Task instructions: The full listing below is to be written out exactly.

Given entries:
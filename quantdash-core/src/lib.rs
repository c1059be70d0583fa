//! QuantDash Core: domain DTOs, candles, indicator calculator, chart settings.
//!
//! This crate holds everything that is pure computation or plain data:
//! - Domain types mirrored from the backend API (backtests, watchlists,
//!   data-quality alerts, prompt templates, ML models, quotes)
//! - Technical indicators (SMA, EMA, RSI, MACD, Bollinger Bands) and overlay sets
//! - Per-symbol chart settings and their storage key
//! - Client-side form validation and display formatting
//! - Candle import from CSV and synthetic candle generation

pub mod chart;
pub mod data;
pub mod domain;
pub mod format;
pub mod indicators;
pub mod validation;
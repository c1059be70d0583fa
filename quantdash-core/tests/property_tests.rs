//! Property tests for indicator invariants.
//!
//! Uses proptest to verify:
//! 1. Short input: every calculator returns an empty sequence
//! 2. RSI bounds: every RSI value lies in [0, 100]
//! 3. MACD identity: histogram == macd - signal, exactly
//! 4. Band ordering: upper >= middle >= lower for any k >= 0
//! 5. Constant series: RSI neutral, MACD zero, bands collapsed
//! 6. Look-ahead: truncating the input never changes earlier points

use proptest::prelude::*;
use quantdash_core::data::candles_from_closes;
use quantdash_core::indicators::{Bollinger, Indicator, Macd, Rsi, Sma};

// ── Strategies (proptest) ────────────────────────────────────────────

fn arb_price() -> impl Strategy<Value = f64> {
    (1.0..10_000.0_f64).prop_map(|p| (p * 100.0).round() / 100.0)
}

fn arb_closes(min: usize, max: usize) -> impl Strategy<Value = Vec<f64>> {
    prop::collection::vec(arb_price(), min..max)
}

// ── 1. Short input ───────────────────────────────────────────────────

proptest! {
    #[test]
    fn short_input_yields_empty(period in 2usize..40, extra in 0usize..5) {
        let len = period.saturating_sub(1 + extra);
        let closes = vec![100.0; len];
        let candles = candles_from_closes(&closes);

        prop_assert!(Rsi::new(period).unwrap().compute(&candles).is_empty());
        prop_assert!(Sma::new(period).unwrap().compute(&candles).is_empty());
        prop_assert!(Bollinger::new(period, 2.0).unwrap().compute(&candles).is_empty());
        prop_assert!(Macd::new(1, period, 9).unwrap().compute(&candles).is_empty());
    }

    /// Exactly `period` candles is still one short for RSI (it needs a change per bar).
    #[test]
    fn rsi_needs_one_more_than_period(period in 1usize..30) {
        let candles = candles_from_closes(&vec![50.0; period]);
        prop_assert!(Rsi::new(period).unwrap().compute(&candles).is_empty());
        let candles = candles_from_closes(&vec![50.0; period + 1]);
        prop_assert_eq!(Rsi::new(period).unwrap().compute(&candles).len(), 1);
    }
}

// ── 2. RSI bounds ────────────────────────────────────────────────────

proptest! {
    #[test]
    fn rsi_within_bounds(closes in arb_closes(2, 200), period in 1usize..30) {
        let candles = candles_from_closes(&closes);
        let points = Rsi::new(period).unwrap().compute(&candles);
        let expected = closes.len().saturating_sub(period);
        prop_assert_eq!(points.len(), expected);
        for p in &points {
            prop_assert!((0.0..=100.0).contains(&p.value), "RSI out of bounds: {}", p.value);
        }
    }
}

// ── 3. MACD identity ─────────────────────────────────────────────────

proptest! {
    #[test]
    fn macd_histogram_is_difference(
        closes in arb_closes(1, 200),
        fast in 1usize..15,
        gap in 1usize..20,
        signal in 1usize..15,
    ) {
        let slow = fast + gap;
        let candles = candles_from_closes(&closes);
        let points = Macd::new(fast, slow, signal).unwrap().compute(&candles);
        prop_assert_eq!(points.len(), closes.len().saturating_sub(slow - 1));
        for p in &points {
            prop_assert_eq!(p.histogram, p.macd - p.signal);
        }
    }
}

// ── 4. Band ordering ─────────────────────────────────────────────────

proptest! {
    #[test]
    fn bands_are_ordered(
        closes in arb_closes(1, 200),
        period in 1usize..40,
        k in 0.0..5.0_f64,
    ) {
        let candles = candles_from_closes(&closes);
        let points = Bollinger::new(period, k).unwrap().compute(&candles);
        prop_assert_eq!(points.len(), closes.len().saturating_sub(period - 1));
        for p in &points {
            prop_assert!(p.upper >= p.middle, "upper {} < middle {}", p.upper, p.middle);
            prop_assert!(p.middle >= p.lower, "middle {} < lower {}", p.middle, p.lower);
        }
    }
}

// ── 5. Constant series ───────────────────────────────────────────────

proptest! {
    #[test]
    fn constant_series_degenerates(price in 1u32..10_000, len in 30usize..120) {
        let closes = vec![price as f64; len];
        let candles = candles_from_closes(&closes);

        for p in Rsi::default().compute(&candles) {
            prop_assert_eq!(p.value, 50.0);
        }
        for p in Macd::default().compute(&candles) {
            prop_assert_eq!(p.macd, 0.0);
            prop_assert_eq!(p.signal, 0.0);
            prop_assert_eq!(p.histogram, 0.0);
        }
        for p in Bollinger::default().compute(&candles) {
            prop_assert_eq!(p.upper, p.middle);
            prop_assert_eq!(p.lower, p.middle);
        }
    }
}

// ── 6. Look-ahead ────────────────────────────────────────────────────

proptest! {
    /// A point at candle t is identical whether or not later candles exist.
    #[test]
    fn truncation_does_not_change_history(closes in arb_closes(40, 120), cut in 30usize..40) {
        let full = candles_from_closes(&closes);
        let truncated = &full[..cut];

        let rsi = Rsi::default();
        let full_rsi = rsi.compute(&full);
        let cut_rsi = rsi.compute(truncated);
        prop_assert_eq!(&full_rsi[..cut_rsi.len()], &cut_rsi[..]);

        let macd = Macd::default();
        let full_macd = macd.compute(&full);
        let cut_macd = macd.compute(truncated);
        prop_assert_eq!(&full_macd[..cut_macd.len()], &cut_macd[..]);

        let bb = Bollinger::default();
        let full_bb = bb.compute(&full);
        let cut_bb = bb.compute(truncated);
        prop_assert_eq!(&full_bb[..cut_bb.len()], &cut_bb[..]);
    }
}

// ── Worked example: linear uptrend ───────────────────────────────────

#[test]
fn linear_uptrend_macd_positive_and_rsi_near_100() {
    let closes: Vec<f64> = (0..30).map(|i| 100.0 + i as f64).collect();
    let candles = candles_from_closes(&closes);

    let macd = Macd::default().compute(&candles);
    assert_eq!(macd.len(), 5);
    // Signal is seeded with the first MACD value, so the histogram starts at 0
    // and grows while the MACD line keeps rising.
    assert_eq!(macd[0].histogram, 0.0);
    for w in macd.windows(2) {
        assert!(w[1].macd > w[0].macd, "MACD line should rise: {:?}", w);
        assert!(w[1].histogram > w[0].histogram, "histogram should rise: {:?}", w);
    }
    assert!(macd.iter().skip(1).all(|p| p.histogram > 0.0));

    let rsi = Rsi::default().compute(&candles);
    assert_eq!(rsi.len(), 16);
    assert!(rsi.iter().all(|p| p.value > 99.99));
}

Task solution:
filename quantdash-core/src/lib.rs
repository c1059be70d0583fa
//! QuantDash Core: domain DTOs, candles, indicator calculator, chart settings.
//!
//! This crate holds everything that is pure computation or plain data:
//! - Domain types mirrored from the backend API (backtests, watchlists,
//!   data-quality alerts, prompt templates, ML models, quotes)
//! - Technical indicators (SMA, EMA, RSI, MACD, Bollinger Bands) and overlay sets
//! - Per-symbol chart settings and their storage key
//! - Client-side form validation and display formatting
//! - Candle import from CSV and synthetic candle generation

pub mod chart;
pub mod data;
pub mod domain;
pub mod format;
pub mod indicators;
pub mod validation;
repository c1059be70d0583fa
filename quantdash-core/tests/property_tests.rs
//! Property tests for indicator invariants.
//!
//! Uses proptest to verify:
//! 1. Short input: every calculator returns an empty sequence
//! 2. RSI bounds: every RSI value lies in [0, 100]
//! 3. MACD identity: histogram == macd - signal, exactly
//! 4. Band ordering: upper >= middle >= lower for any k >= 0
//! 5. Constant series: RSI neutral, MACD zero, bands collapsed
//! 6. Look-ahead: truncating the input never changes earlier points

use proptest::prelude::*;
use quantdash_core::data::candles_from_closes;
use quantdash_core::indicators::{Bollinger, Indicator, Macd, Rsi, Sma};

// ── Strategies (proptest) ────────────────────────────────────────────

fn arb_price() -> impl Strategy<Value = f64> {
    (1.0..10_000.0_f64).prop_map(|p| (p * 100.0).round() / 100.0)
}

fn arb_closes(min: usize, max: usize) -> impl Strategy<Value = Vec<f64>> {
    prop::collection::vec(arb_price(), min..max)
}

// ── 1. Short input ───────────────────────────────────────────────────

proptest! {
    #[test]
    fn short_input_yields_empty(period in 2usize..40, extra in 0usize..5) {
        let len = period.saturating_sub(1 + extra);
        let closes = vec![100.0; len];
        let candles = candles_from_closes(&closes);

        prop_assert!(Rsi::new(period).unwrap().compute(&candles).is_empty());
        prop_assert!(Sma::new(period).unwrap().compute(&candles).is_empty());
        prop_assert!(Bollinger::new(period, 2.0).unwrap().compute(&candles).is_empty());
        prop_assert!(Macd::new(1, period, 9).unwrap().compute(&candles).is_empty());
    }

    /// Exactly `period` candles is still one short for RSI (it needs a change per bar).
    #[test]
    fn rsi_needs_one_more_than_period(period in 1usize..30) {
        let candles = candles_from_closes(&vec![50.0; period]);
        prop_assert!(Rsi::new(period).unwrap().compute(&candles).is_empty());
        let candles = candles_from_closes(&vec![50.0; period + 1]);
        prop_assert_eq!(Rsi::new(period).unwrap().compute(&candles).len(), 1);
    }
}

// ── 2. RSI bounds ────────────────────────────────────────────────────

proptest! {
    #[test]
    fn rsi_within_bounds(closes in arb_closes(2, 200), period in 1usize..30) {
        let candles = candles_from_closes(&closes);
        let points = Rsi::new(period).unwrap().compute(&candles);
        let expected = closes.len().saturating_sub(period);
        prop_assert_eq!(points.len(), expected);
        for p in &points {
            prop_assert!((0.0..=100.0).contains(&p.value), "RSI out of bounds: {}", p.value);
        }
    }
}

// ── 3. MACD identity ─────────────────────────────────────────────────

proptest! {
    #[test]
    fn macd_histogram_is_difference(
        closes in arb_closes(1, 200),
        fast in 1usize..15,
        gap in 1usize..20,
        signal in 1usize..15,
    ) {
        let slow = fast + gap;
        let candles = candles_from_closes(&closes);
        let points = Macd::new(fast, slow, signal).unwrap().compute(&candles);
        prop_assert_eq!(points.len(), closes.len().saturating_sub(slow - 1));
        for p in &points {
            prop_assert_eq!(p.histogram, p.macd - p.signal);
        }
    }
}

// ── 4. Band ordering ─────────────────────────────────────────────────

proptest! {
    #[test]
    fn bands_are_ordered(
        closes in arb_closes(1, 200),
        period in 1usize..40,
        k in 0.0..5.0_f64,
    ) {
        let candles = candles_from_closes(&closes);
        let points = Bollinger::new(period, k).unwrap().compute(&candles);
        prop_assert_eq!(points.len(), closes.len().saturating_sub(period - 1));
        for p in &points {
            prop_assert!(p.upper >= p.middle, "upper {} < middle {}", p.upper, p.middle);
            prop_assert!(p.middle >= p.lower, "middle {} < lower {}", p.middle, p.lower);
        }
    }
}

// ── 5. Constant series ───────────────────────────────────────────────

proptest! {
    #[test]
    fn constant_series_degenerates(price in 1u32..10_000, len in 30usize..120) {
        let closes = vec![price as f64; len];
        let candles = candles_from_closes(&closes);

        for p in Rsi::default().compute(&candles) {
            prop_assert_eq!(p.value, 50.0);
        }
        for p in Macd::default().compute(&candles) {
            prop_assert_eq!(p.macd, 0.0);
            prop_assert_eq!(p.signal, 0.0);
            prop_assert_eq!(p.histogram, 0.0);
        }
        for p in Bollinger::default().compute(&candles) {
            prop_assert_eq!(p.upper, p.middle);
            prop_assert_eq!(p.lower, p.middle);
        }
    }
}

// ── 6. Look-ahead ────────────────────────────────────────────────────

proptest! {
    /// A point at candle t is identical whether or not later candles exist.
    #[test]
    fn truncation_does_not_change_history(closes in arb_closes(40, 120), cut in 30usize..40) {
        let full = candles_from_closes(&closes);
        let truncated = &full[..cut];

        let rsi = Rsi::default();
        let full_rsi = rsi.compute(&full);
        let cut_rsi = rsi.compute(truncated);
        prop_assert_eq!(&full_rsi[..cut_rsi.len()], &cut_rsi[..]);

        let macd = Macd::default();
        let full_macd = macd.compute(&full);
        let cut_macd = macd.compute(truncated);
        prop_assert_eq!(&full_macd[..cut_macd.len()], &cut_macd[..]);

        let bb = Bollinger::default();
        let full_bb = bb.compute(&full);
        let cut_bb = bb.compute(truncated);
        prop_assert_eq!(&full_bb[..cut_bb.len()], &cut_bb[..]);
    }
}

// ── Worked example: linear uptrend ───────────────────────────────────

#[test]
fn linear_uptrend_macd_positive_and_rsi_near_100() {
    let closes: Vec<f64> = (0..30).map(|i| 100.0 + i as f64).collect();
    let candles = candles_from_closes(&closes);

    let macd = Macd::default().compute(&candles);
    assert_eq!(macd.len(), 5);
    // Signal is seeded with the first MACD value, so the histogram starts at 0
    // and grows while the MACD line keeps rising.
    assert_eq!(macd[0].histogram, 0.0);
    for w in macd.windows(2) {
        assert!(w[1].macd > w[0].macd, "MACD line should rise: {:?}", w);
        assert!(w[1].histogram > w[0].histogram, "histogram should rise: {:?}", w);
    }
    assert!(macd.iter().skip(1).all(|p| p.histogram > 0.0));

    let rsi = Rsi::default().compute(&candles);
    assert_eq!(rsi.len(), 16);
    assert!(rsi.iter().all(|p| p.value > 99.99));
}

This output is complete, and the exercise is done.